[Stored data]
#####
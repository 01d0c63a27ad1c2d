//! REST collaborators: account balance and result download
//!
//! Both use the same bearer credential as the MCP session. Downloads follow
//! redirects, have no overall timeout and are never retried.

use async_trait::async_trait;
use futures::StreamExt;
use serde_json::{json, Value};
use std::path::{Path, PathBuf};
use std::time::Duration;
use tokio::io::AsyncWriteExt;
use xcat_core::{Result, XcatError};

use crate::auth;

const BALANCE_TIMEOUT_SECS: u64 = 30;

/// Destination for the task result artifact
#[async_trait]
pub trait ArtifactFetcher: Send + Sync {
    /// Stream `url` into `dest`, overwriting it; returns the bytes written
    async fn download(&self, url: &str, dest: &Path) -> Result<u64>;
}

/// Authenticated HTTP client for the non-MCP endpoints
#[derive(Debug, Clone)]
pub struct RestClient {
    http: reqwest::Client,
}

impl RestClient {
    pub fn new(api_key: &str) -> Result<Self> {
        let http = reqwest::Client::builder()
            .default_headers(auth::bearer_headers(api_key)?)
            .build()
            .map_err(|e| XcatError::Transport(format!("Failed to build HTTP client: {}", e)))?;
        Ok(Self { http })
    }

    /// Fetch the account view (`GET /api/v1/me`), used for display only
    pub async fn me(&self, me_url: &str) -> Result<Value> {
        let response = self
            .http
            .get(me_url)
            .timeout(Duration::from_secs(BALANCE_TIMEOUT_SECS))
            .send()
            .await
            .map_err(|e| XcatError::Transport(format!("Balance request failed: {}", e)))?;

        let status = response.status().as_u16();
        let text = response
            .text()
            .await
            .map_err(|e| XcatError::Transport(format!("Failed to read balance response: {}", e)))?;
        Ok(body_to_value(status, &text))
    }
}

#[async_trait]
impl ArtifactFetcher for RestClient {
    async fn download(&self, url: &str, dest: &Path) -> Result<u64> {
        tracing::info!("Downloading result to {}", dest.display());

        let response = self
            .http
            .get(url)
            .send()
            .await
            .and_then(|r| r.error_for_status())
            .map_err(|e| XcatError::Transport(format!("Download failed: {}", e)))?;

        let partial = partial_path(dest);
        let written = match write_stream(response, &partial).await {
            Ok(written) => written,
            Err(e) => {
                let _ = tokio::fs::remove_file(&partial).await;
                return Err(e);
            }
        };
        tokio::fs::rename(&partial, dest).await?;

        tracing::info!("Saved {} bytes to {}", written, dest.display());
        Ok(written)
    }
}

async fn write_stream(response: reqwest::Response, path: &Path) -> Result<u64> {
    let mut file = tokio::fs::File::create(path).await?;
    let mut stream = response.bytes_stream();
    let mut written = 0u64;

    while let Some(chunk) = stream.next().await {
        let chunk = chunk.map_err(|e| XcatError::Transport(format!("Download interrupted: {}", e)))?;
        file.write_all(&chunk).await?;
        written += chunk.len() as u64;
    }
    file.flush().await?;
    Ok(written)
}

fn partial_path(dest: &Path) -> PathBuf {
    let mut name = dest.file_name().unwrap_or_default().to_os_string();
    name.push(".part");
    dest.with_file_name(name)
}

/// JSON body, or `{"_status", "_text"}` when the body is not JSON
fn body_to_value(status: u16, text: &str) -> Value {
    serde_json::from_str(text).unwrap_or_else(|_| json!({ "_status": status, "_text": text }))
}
#####
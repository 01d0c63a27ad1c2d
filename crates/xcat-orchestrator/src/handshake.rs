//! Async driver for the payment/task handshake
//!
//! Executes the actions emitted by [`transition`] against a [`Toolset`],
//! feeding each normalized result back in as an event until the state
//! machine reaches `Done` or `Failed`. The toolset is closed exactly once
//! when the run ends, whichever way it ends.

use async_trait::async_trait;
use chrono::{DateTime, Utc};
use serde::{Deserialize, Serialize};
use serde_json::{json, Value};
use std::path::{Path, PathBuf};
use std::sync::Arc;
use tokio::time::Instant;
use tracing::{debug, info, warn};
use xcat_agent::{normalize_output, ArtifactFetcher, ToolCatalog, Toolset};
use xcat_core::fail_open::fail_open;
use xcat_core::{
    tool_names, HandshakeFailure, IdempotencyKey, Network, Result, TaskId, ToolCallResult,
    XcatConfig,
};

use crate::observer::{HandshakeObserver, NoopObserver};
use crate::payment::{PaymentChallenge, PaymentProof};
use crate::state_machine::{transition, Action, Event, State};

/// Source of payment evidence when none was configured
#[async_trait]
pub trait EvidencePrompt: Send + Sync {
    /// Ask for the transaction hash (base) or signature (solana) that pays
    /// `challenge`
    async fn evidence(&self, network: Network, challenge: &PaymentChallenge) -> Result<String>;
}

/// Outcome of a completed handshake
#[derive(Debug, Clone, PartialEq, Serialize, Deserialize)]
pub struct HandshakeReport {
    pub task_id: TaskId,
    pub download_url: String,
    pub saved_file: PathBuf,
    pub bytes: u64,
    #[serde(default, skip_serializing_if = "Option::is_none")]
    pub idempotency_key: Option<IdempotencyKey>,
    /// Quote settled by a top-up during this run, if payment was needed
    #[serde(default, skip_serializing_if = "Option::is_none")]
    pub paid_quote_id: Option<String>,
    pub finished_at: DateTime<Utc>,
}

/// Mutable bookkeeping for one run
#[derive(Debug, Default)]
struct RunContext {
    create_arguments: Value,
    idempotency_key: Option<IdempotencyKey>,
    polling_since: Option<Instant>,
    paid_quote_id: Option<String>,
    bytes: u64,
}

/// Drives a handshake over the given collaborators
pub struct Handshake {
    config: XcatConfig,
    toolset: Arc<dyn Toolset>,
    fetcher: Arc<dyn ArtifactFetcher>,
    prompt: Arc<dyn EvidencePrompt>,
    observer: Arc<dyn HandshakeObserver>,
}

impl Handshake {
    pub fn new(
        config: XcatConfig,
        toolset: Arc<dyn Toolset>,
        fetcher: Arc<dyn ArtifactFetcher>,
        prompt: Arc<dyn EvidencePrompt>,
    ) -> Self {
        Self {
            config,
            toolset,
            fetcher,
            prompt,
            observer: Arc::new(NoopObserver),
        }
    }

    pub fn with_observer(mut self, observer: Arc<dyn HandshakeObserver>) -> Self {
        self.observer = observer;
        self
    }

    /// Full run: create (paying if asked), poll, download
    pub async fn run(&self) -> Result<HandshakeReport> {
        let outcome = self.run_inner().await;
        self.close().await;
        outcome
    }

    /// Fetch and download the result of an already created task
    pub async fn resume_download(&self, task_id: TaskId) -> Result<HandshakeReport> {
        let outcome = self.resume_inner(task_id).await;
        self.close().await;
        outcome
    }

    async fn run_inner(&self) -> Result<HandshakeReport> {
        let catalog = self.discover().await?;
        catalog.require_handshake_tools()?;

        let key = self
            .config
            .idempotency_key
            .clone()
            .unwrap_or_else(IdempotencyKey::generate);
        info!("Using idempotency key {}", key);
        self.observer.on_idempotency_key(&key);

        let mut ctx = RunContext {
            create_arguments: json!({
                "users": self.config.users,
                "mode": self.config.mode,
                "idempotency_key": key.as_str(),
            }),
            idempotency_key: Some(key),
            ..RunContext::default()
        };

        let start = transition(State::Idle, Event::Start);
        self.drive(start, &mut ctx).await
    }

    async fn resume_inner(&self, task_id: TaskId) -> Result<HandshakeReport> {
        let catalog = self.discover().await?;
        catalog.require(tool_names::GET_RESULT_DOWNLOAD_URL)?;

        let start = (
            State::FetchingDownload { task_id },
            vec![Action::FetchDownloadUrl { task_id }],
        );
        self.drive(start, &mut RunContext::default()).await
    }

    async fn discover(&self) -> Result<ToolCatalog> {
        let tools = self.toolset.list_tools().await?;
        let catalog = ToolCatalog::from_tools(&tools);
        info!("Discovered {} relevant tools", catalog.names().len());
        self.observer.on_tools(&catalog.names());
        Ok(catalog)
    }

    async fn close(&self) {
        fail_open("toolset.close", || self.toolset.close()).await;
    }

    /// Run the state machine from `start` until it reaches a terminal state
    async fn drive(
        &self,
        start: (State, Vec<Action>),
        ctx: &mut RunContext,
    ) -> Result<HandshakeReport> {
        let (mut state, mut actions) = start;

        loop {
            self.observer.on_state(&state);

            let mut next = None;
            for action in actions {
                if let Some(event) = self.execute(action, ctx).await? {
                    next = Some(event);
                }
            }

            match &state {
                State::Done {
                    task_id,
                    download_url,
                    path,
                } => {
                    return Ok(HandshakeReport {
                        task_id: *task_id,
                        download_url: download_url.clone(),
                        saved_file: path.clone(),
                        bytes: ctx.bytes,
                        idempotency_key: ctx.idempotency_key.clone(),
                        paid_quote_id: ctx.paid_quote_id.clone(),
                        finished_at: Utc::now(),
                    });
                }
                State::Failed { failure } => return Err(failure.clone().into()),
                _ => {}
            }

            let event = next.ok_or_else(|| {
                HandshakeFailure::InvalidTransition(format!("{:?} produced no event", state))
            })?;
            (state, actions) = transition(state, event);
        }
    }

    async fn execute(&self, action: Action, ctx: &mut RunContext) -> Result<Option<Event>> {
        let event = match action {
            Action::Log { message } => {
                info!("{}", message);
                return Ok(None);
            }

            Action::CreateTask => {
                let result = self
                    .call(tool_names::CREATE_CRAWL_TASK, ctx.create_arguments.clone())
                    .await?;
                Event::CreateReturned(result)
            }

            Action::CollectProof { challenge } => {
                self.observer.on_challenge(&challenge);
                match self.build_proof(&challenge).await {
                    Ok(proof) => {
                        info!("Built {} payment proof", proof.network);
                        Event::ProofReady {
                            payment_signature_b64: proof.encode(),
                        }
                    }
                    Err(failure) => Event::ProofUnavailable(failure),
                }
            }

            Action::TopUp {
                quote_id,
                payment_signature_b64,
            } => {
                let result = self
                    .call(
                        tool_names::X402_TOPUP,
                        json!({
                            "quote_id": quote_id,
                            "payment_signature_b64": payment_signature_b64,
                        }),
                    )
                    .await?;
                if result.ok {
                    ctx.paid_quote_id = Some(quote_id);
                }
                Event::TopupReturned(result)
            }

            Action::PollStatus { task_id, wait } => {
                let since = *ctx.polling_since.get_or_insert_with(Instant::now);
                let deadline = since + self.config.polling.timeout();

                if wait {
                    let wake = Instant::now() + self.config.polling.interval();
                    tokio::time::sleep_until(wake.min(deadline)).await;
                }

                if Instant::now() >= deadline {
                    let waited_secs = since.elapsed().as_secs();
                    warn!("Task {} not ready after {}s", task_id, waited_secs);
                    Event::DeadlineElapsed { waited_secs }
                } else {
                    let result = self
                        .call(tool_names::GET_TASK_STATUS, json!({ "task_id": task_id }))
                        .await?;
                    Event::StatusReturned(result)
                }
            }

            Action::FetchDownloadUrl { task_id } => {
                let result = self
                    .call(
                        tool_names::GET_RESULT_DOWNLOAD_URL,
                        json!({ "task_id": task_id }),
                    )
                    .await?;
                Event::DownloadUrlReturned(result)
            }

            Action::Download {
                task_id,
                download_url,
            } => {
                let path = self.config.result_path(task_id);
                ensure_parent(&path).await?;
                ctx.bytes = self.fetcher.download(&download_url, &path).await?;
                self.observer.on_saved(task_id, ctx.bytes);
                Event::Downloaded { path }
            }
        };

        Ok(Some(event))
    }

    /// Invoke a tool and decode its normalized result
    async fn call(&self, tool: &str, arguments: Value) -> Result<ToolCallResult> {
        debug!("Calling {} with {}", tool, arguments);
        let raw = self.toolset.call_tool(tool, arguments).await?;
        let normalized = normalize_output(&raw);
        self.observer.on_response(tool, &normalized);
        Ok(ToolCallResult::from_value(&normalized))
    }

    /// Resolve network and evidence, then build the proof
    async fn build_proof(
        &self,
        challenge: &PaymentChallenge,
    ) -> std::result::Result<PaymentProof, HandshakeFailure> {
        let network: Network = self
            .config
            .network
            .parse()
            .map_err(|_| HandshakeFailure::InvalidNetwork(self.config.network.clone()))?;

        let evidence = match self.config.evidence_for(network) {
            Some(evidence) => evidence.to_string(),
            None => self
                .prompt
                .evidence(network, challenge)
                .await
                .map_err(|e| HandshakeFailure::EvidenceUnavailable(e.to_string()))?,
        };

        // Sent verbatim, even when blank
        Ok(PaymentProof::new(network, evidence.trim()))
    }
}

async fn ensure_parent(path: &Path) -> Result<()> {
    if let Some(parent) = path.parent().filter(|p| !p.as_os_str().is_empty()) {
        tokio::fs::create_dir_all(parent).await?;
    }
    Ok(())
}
#####
- **Your task**
Retype the entries above exactly, but only from the line containing "pub struct HandshakeReport" through the line containing "payment was needed", both included.

- **Result of the task**
pub struct HandshakeReport {
    pub task_id: TaskId,
    pub download_url: String,
    pub saved_file: PathBuf,
    pub bytes: u64,
    #[serde(default, skip_serializing_if = "Option::is_none")]
    pub idempotency_key: Option<IdempotencyKey>,
    /// Quote settled by a top-up during this run, if payment was needed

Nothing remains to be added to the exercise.